EXERCISE BRIEF:
Retype the whole listing exactly.

* * *

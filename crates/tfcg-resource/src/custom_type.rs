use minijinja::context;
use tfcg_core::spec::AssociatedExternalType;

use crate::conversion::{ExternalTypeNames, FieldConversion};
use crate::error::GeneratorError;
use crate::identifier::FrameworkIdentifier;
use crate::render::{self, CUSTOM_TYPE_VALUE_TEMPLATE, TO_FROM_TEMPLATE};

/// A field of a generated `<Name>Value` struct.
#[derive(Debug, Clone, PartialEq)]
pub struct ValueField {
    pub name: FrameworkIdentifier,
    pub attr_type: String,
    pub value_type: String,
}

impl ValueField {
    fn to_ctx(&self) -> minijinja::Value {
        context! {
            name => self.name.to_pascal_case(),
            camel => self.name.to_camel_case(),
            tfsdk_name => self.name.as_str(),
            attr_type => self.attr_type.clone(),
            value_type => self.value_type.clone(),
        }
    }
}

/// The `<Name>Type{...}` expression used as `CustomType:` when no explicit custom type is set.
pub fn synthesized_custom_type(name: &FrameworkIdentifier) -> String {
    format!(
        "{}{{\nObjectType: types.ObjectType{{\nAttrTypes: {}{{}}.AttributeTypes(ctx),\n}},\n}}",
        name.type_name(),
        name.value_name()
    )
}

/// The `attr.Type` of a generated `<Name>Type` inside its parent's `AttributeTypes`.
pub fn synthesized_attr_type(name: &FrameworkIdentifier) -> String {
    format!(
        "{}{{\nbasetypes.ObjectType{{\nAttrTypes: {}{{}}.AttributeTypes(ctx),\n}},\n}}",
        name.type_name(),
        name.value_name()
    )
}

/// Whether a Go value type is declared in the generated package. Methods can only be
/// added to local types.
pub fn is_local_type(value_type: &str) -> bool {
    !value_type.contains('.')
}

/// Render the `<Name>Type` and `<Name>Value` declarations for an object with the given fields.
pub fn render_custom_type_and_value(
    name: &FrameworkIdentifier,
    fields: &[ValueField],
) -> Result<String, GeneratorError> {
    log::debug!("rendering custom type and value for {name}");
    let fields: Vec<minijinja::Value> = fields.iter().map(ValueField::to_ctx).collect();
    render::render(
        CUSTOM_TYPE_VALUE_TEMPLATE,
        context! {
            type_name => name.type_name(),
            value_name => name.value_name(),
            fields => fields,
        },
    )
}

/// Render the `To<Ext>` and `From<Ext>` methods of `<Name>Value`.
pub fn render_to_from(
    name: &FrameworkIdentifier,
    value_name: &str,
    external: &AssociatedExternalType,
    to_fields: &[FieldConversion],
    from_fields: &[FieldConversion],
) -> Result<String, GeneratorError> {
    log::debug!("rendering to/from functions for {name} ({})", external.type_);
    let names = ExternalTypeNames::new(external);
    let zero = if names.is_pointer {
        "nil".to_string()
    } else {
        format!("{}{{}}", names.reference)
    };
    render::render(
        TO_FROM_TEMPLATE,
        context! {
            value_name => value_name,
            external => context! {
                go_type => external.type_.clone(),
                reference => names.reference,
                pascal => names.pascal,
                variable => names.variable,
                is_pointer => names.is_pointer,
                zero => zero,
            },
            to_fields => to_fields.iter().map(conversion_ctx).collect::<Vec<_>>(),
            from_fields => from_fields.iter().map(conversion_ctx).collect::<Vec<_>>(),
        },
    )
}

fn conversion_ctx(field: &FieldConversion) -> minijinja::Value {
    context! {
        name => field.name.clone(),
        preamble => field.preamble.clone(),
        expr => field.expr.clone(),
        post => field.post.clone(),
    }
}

* * *

FINAL ANSWER:
filename crates/tfcg-resource/src/custom_type.rs
use minijinja::context;
use tfcg_core::spec::AssociatedExternalType;

use crate::conversion::{ExternalTypeNames, FieldConversion};
use crate::error::GeneratorError;
use crate::identifier::FrameworkIdentifier;
use crate::render::{self, CUSTOM_TYPE_VALUE_TEMPLATE, TO_FROM_TEMPLATE};

/// A field of a generated `<Name>Value` struct.
#[derive(Debug, Clone, PartialEq)]
pub struct ValueField {
    pub name: FrameworkIdentifier,
    pub attr_type: String,
    pub value_type: String,
}

impl ValueField {
    fn to_ctx(&self) -> minijinja::Value {
        context! {
            name => self.name.to_pascal_case(),
            camel => self.name.to_camel_case(),
            tfsdk_name => self.name.as_str(),
            attr_type => self.attr_type.clone(),
            value_type => self.value_type.clone(),
        }
    }
}

/// The `<Name>Type{...}` expression used as `CustomType:` when no explicit custom type is set.
pub fn synthesized_custom_type(name: &FrameworkIdentifier) -> String {
    format!(
        "{}{{\nObjectType: types.ObjectType{{\nAttrTypes: {}{{}}.AttributeTypes(ctx),\n}},\n}}",
        name.type_name(),
        name.value_name()
    )
}

/// The `attr.Type` of a generated `<Name>Type` inside its parent's `AttributeTypes`.
pub fn synthesized_attr_type(name: &FrameworkIdentifier) -> String {
    format!(
        "{}{{\nbasetypes.ObjectType{{\nAttrTypes: {}{{}}.AttributeTypes(ctx),\n}},\n}}",
        name.type_name(),
        name.value_name()
    )
}

/// Whether a Go value type is declared in the generated package. Methods can only be
/// added to local types.
pub fn is_local_type(value_type: &str) -> bool {
    !value_type.contains('.')
}

/// Render the `<Name>Type` and `<Name>Value` declarations for an object with the given fields.
pub fn render_custom_type_and_value(
    name: &FrameworkIdentifier,
    fields: &[ValueField],
) -> Result<String, GeneratorError> {
    log::debug!("rendering custom type and value for {name}");
    let fields: Vec<minijinja::Value> = fields.iter().map(ValueField::to_ctx).collect();
    render::render(
        CUSTOM_TYPE_VALUE_TEMPLATE,
        context! {
            type_name => name.type_name(),
            value_name => name.value_name(),
            fields => fields,
        },
    )
}

/// Render the `To<Ext>` and `From<Ext>` methods of `<Name>Value`.
pub fn render_to_from(
    name: &FrameworkIdentifier,
    value_name: &str,
    external: &AssociatedExternalType,
    to_fields: &[FieldConversion],
    from_fields: &[FieldConversion],
) -> Result<String, GeneratorError> {
    log::debug!("rendering to/from functions for {name} ({})", external.type_);
    let names = ExternalTypeNames::new(external);
    let zero = if names.is_pointer {
        "nil".to_string()
    } else {
        format!("{}{{}}", names.reference)
    };
    render::render(
        TO_FROM_TEMPLATE,
        context! {
            value_name => value_name,
            external => context! {
                go_type => external.type_.clone(),
                reference => names.reference,
                pascal => names.pascal,
                variable => names.variable,
                is_pointer => names.is_pointer,
                zero => zero,
            },
            to_fields => to_fields.iter().map(conversion_ctx).collect::<Vec<_>>(),
            from_fields => from_fields.iter().map(conversion_ctx).collect::<Vec<_>>(),
        },
    )
}

fn conversion_ctx(field: &FieldConversion) -> minijinja::Value {
    context! {
        name => field.name.clone(),
        preamble => field.preamble.clone(),
        expr => field.expr.clone(),
        post => field.post.clone(),
    }
}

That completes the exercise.